Given that Tunstall is one of the world famous Six Towns of the Potteries, the visitor would be forgiven for scratching their head at the lack of a visible presence of the industry that the town renowned for. Some of the earliest examples of pottery activity were to be found in Tunstall, with manor court rolls from the 1300s highlighting several men in the area named Le Potter and Le Thrower. The real growth of the industry in the Tunstall area followed the opening of the Trent and Mersey Canal which passes through Chatterley Valley to the west of the town, and the Loop Line which gave the town its first rail links. Potters such as William Adams capitalised on these innovations to expand their businesses, and Tunstall thrived alongside major players such as W.H. Grindley, Admiral Smith Child, and the Johnson Brothers, with potworks such as the previously lamented Phoenix Works, Unicorn Pottery, and Alexandra Pottery all prominent.

Today very little remains of the pottery industry in Tunstall: no bottle kilns remain, potworks are very few and far between, and manufacturing is virtually non-existent, with highly skilled jobs replaced by opportunities to stack shelves or serve junk food. However, tucked away on the backstreets is a small potworks, a little hidden gem, and I was dead keen to drag the Sheriff along to take a look before in inevitably disappears.

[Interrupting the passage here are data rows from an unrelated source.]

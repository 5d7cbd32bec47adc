//! XTETRS - turn-based terminal Tetris
//!
//! Every piece comes from a finite pool: pick it, turn it, drop it.

mod board;
mod game;
mod input;
mod menu;
mod mode;
mod piece;
mod placement;
mod pool;
mod score;
mod settings;
mod shape;
mod tetromino;
mod ui;

use crossterm::{
    event::{self, Event, KeyCode, KeyEventKind, KeyModifiers},
    execute,
    terminal::{EnterAlternateScreen, LeaveAlternateScreen, disable_raw_mode, enable_raw_mode},
};
use game::{Game, GameResult, GameState, TurnOutcome};
use input::{Input, InputHandler};
use menu::{Menu, MenuAction, MenuScreen};
use mode::GameMode;
use ratatui::{Terminal, backend::CrosstermBackend};
use settings::Settings;
use std::{
    io::{self, stdout},
    time::{Duration, Instant},
};
use tracing_subscriber::EnvFilter;

/// Input delay after game over to prevent accidental menu return
const GAME_OVER_INPUT_DELAY: Duration = Duration::from_millis(800);

/// Application state
enum AppState {
    Menu(Menu),
    Playing(Game, InputHandler),
}

/// State change decided while the current state is borrowed
enum Transition {
    Stay,
    Start(GameMode),
    ToMenu,
    Quit,
}

/// Get the xtetrs temp directory, creating it if needed
fn xtetrs_temp_dir() -> std::path::PathBuf {
    let dir = std::env::temp_dir().join("xtetrs");
    let _ = std::fs::create_dir_all(&dir);
    dir
}

fn main() -> io::Result<()> {
    // Generate session ID for this instance
    let session_id: u32 = rand::random();

    let log_dir = xtetrs_temp_dir();
    let log_file = format!("{:08x}.log", session_id);

    // The terminal belongs to the UI, so logs go to a file
    let file_appender = tracing_appender::rolling::never(&log_dir, &log_file);
    let (non_blocking, _guard) = tracing_appender::non_blocking(file_appender);
    tracing_subscriber::fmt()
        .with_writer(non_blocking)
        .with_env_filter(
            EnvFilter::try_from_default_env().unwrap_or_else(|_| EnvFilter::new("xtetrs=debug")),
        )
        .with_ansi(false)
        .init();

    tracing::info!(
        "XTETRS starting up, session={:08x}, log={}",
        session_id,
        log_dir.join(&log_file).display()
    );

    let mut settings = Settings::load();

    // Setup terminal
    enable_raw_mode()?;
    execute!(stdout(), EnterAlternateScreen)?;

    let backend = CrosstermBackend::new(stdout());
    let mut terminal = Terminal::new(backend)?;
    terminal.clear()?;

    let result = run_app(&mut terminal, &mut settings);

    // Restore terminal
    disable_raw_mode()?;
    execute!(stdout(), LeaveAlternateScreen)?;

    if let Err(e) = settings.save() {
        tracing::warn!(error = %e, "settings not saved");
        eprintln!("Warning: Could not save settings: {}", e);
    }

    match &result {
        Ok(Some(game)) => {
            println!("\nThanks for playing XTETRS!");
            println!("Mode: {}", game.mode().name());
            for player in &game.players {
                println!(
                    "{}: {} points | {} lines | {} pieces",
                    player.name, player.score.points, player.score.lines, player.score.pieces
                );
            }
            if let GameState::Over(result) = game.state {
                println!("Result: {}", describe_result(game, result));
            }
        }
        Ok(None) => println!("\nThanks for playing XTETRS!"),
        Err(_) => {}
    }

    tracing::info!("XTETRS shutting down");
    result.map(|_| ())
}

fn describe_result(game: &Game, result: GameResult) -> String {
    match result {
        GameResult::Cleared => "pool cleared".to_string(),
        GameResult::ToppedOut => "topped out".to_string(),
        GameResult::Winner(idx) => format!("{} wins", game.players[idx].name),
        GameResult::Draw => "draw".to_string(),
        GameResult::Abandoned(idx) => format!("abandoned by {}", game.players[idx].name),
    }
}

fn run_app(
    terminal: &mut Terminal<CrosstermBackend<io::Stdout>>,
    settings: &mut Settings,
) -> io::Result<Option<Game>> {
    let mut state = AppState::Menu(Menu::new());
    let mut last_game: Option<Game> = None;
    let mut game_over_time: Option<Instant> = None;

    loop {
        terminal.draw(|frame| match &state {
            AppState::Menu(menu) => ui::render_menu(frame, menu),
            AppState::Playing(game, _) => ui::render_game(frame, game, settings),
        })?;

        // Turn-based: nothing changes until a key arrives
        let Event::Key(key) = event::read()? else {
            continue;
        };
        if key.kind != KeyEventKind::Press {
            continue;
        }

        let transition = match &mut state {
            AppState::Menu(menu) => handle_menu_key(menu, key, settings),
            AppState::Playing(game, input) => {
                if game.is_over() {
                    let since = *game_over_time.get_or_insert_with(Instant::now);
                    if since.elapsed() >= GAME_OVER_INPUT_DELAY {
                        Transition::ToMenu
                    } else {
                        Transition::Stay
                    }
                } else {
                    match input.key_down(key) {
                        Some(Input::Quit) => Transition::Quit,
                        Some(Input::Action(action)) => {
                            let outcome = game.handle_action(action);
                            tracing::trace!(?action, ?outcome, "turn input");
                            if game.is_over() {
                                game_over_time = Some(Instant::now());
                            }
                            if outcome == TurnOutcome::BackToMenu {
                                Transition::ToMenu
                            } else {
                                Transition::Stay
                            }
                        }
                        None => Transition::Stay,
                    }
                }
            }
        };

        match transition {
            Transition::Stay => {}
            Transition::Start(mode) => {
                let quantity = settings.gameplay.base_quantity;
                let game = match settings.gameplay.computer_seed {
                    Some(seed) => Game::with_seed(mode, quantity, seed),
                    None => Game::new(mode, quantity),
                };
                let input = InputHandler::from_settings(settings);
                game_over_time = None;
                state = AppState::Playing(game, input);
            }
            Transition::ToMenu => {
                if let AppState::Playing(game, _) =
                    std::mem::replace(&mut state, AppState::Menu(Menu::new()))
                {
                    last_game = Some(game);
                }
                game_over_time = None;
            }
            Transition::Quit => {
                if let AppState::Playing(game, _) =
                    std::mem::replace(&mut state, AppState::Menu(Menu::new()))
                {
                    last_game = Some(game);
                }
                return Ok(last_game);
            }
        }
    }
}

fn handle_menu_key(menu: &mut Menu, key: event::KeyEvent, settings: &mut Settings) -> Transition {
    if key.modifiers.contains(KeyModifiers::CONTROL) && key.code == KeyCode::Char('c') {
        return Transition::Quit;
    }

    // Handle key rebinding mode
    if menu.rebinding.is_some() {
        match key.code {
            KeyCode::Esc => menu.cancel_rebind(),
            KeyCode::Enter => menu.finish_rebind(),
            code => {
                if let Some(key_str) = key_to_string(code) {
                    if key.modifiers.contains(KeyModifiers::SHIFT) {
                        // Shift+Key adds to existing bindings (keeps rebind mode)
                        menu.add_key(key_str, settings);
                    } else {
                        menu.set_key(key_str, settings);
                    }
                }
            }
        }
        return Transition::Stay;
    }

    match key.code {
        KeyCode::Up => menu.move_up(),
        KeyCode::Down => menu.move_down(),
        KeyCode::Left => menu.adjust_left(settings),
        KeyCode::Right => menu.adjust_right(settings),
        KeyCode::Enter => {
            if menu.on_key_bind() {
                menu.start_rebind();
                return Transition::Stay;
            }
            match menu.select().cloned() {
                Some(MenuAction::StartGame(mode)) => return Transition::Start(mode),
                Some(MenuAction::GoToScreen(screen)) => menu.go_to(screen, settings),
                Some(MenuAction::Back) => menu.go_back(settings),
                Some(MenuAction::Quit) => return Transition::Quit,
                None => {}
            }
        }
        KeyCode::Delete | KeyCode::Backspace => menu.clear_keys(settings),
        KeyCode::Char('q') | KeyCode::Esc => {
            if menu.screen == MenuScreen::Main {
                return Transition::Quit;
            }
            menu.go_back(settings);
        }
        _ => {}
    }
    Transition::Stay
}

/// Name of a key as stored in the settings file, None for keys we do not bind
fn key_to_string(code: KeyCode) -> Option<String> {
    let name = match code {
        KeyCode::Left => "Left".to_string(),
        KeyCode::Right => "Right".to_string(),
        KeyCode::Up => "Up".to_string(),
        KeyCode::Down => "Down".to_string(),
        KeyCode::Enter => "Enter".to_string(),
        KeyCode::Tab => "Tab".to_string(),
        KeyCode::Esc => "Esc".to_string(),
        KeyCode::Backspace => "Backspace".to_string(),
        KeyCode::Char(' ') => "Space".to_string(),
        KeyCode::Char(c) => c.to_ascii_lowercase().to_string(),
        _ => return None,
    };
    Some(name)
}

Oldcourt Pottery stands in a ragged state on Oldcourt Street, and is highly visible from Chatterley Valley and the D-Road, but if you were stood on Tunstall High Street, you would know nothing of it.

The ruinous Oldcourt Pottery

Oldcourt Pottery is a complex of different buildings and structures that stand forlornly at the junction of Roundwell and Oldcourt Streets, and are varying states of decay. The main building is a Victorian-era red/brown brick pile, with a prominent five story corner block, and is unusual in comparison with other potworks from that period. It has been suggested that Oldcourt Pottery was once a brewery, its near neighbour the Coach and Horses hinting that this may be the case.

The Coach and Horses

The complex has changed hands many times over the years, and parts of it are in various uses: a local dance studio is based here, as is local councillor, the odious Lee Wanger, who became notorious for being naughty during the noughties, making his way onto the Sex Offenders Register. Incredibly, enough Tunstall residents have voted for him since that he still stalks the town and the Civic Centre.

Who votes for Lee Wanger?

There have been proposals in recent times to redevelop the complex, including a residential conversion as apartment living became the in thing, but nothing firm or sustainable has come to fruition, and the buildings continue to decline.

I often wonder about English Heritage's approach to making judgments on which buildings to grant listed status to, and the reasons for doing so. Architectural quality, age, rarity, cultural significance are all given as reasons to list a building. I have wondered many times whether Oldcourt Pottery should be considered given its uncertain future and that there is next to nothing left of the pottery industry in Tunstall.

Should Oldcourt Pottery, a vivid reminder of Tunstall's pottery heritage be given some protection before it disappears completely, like much of Tunstall's past?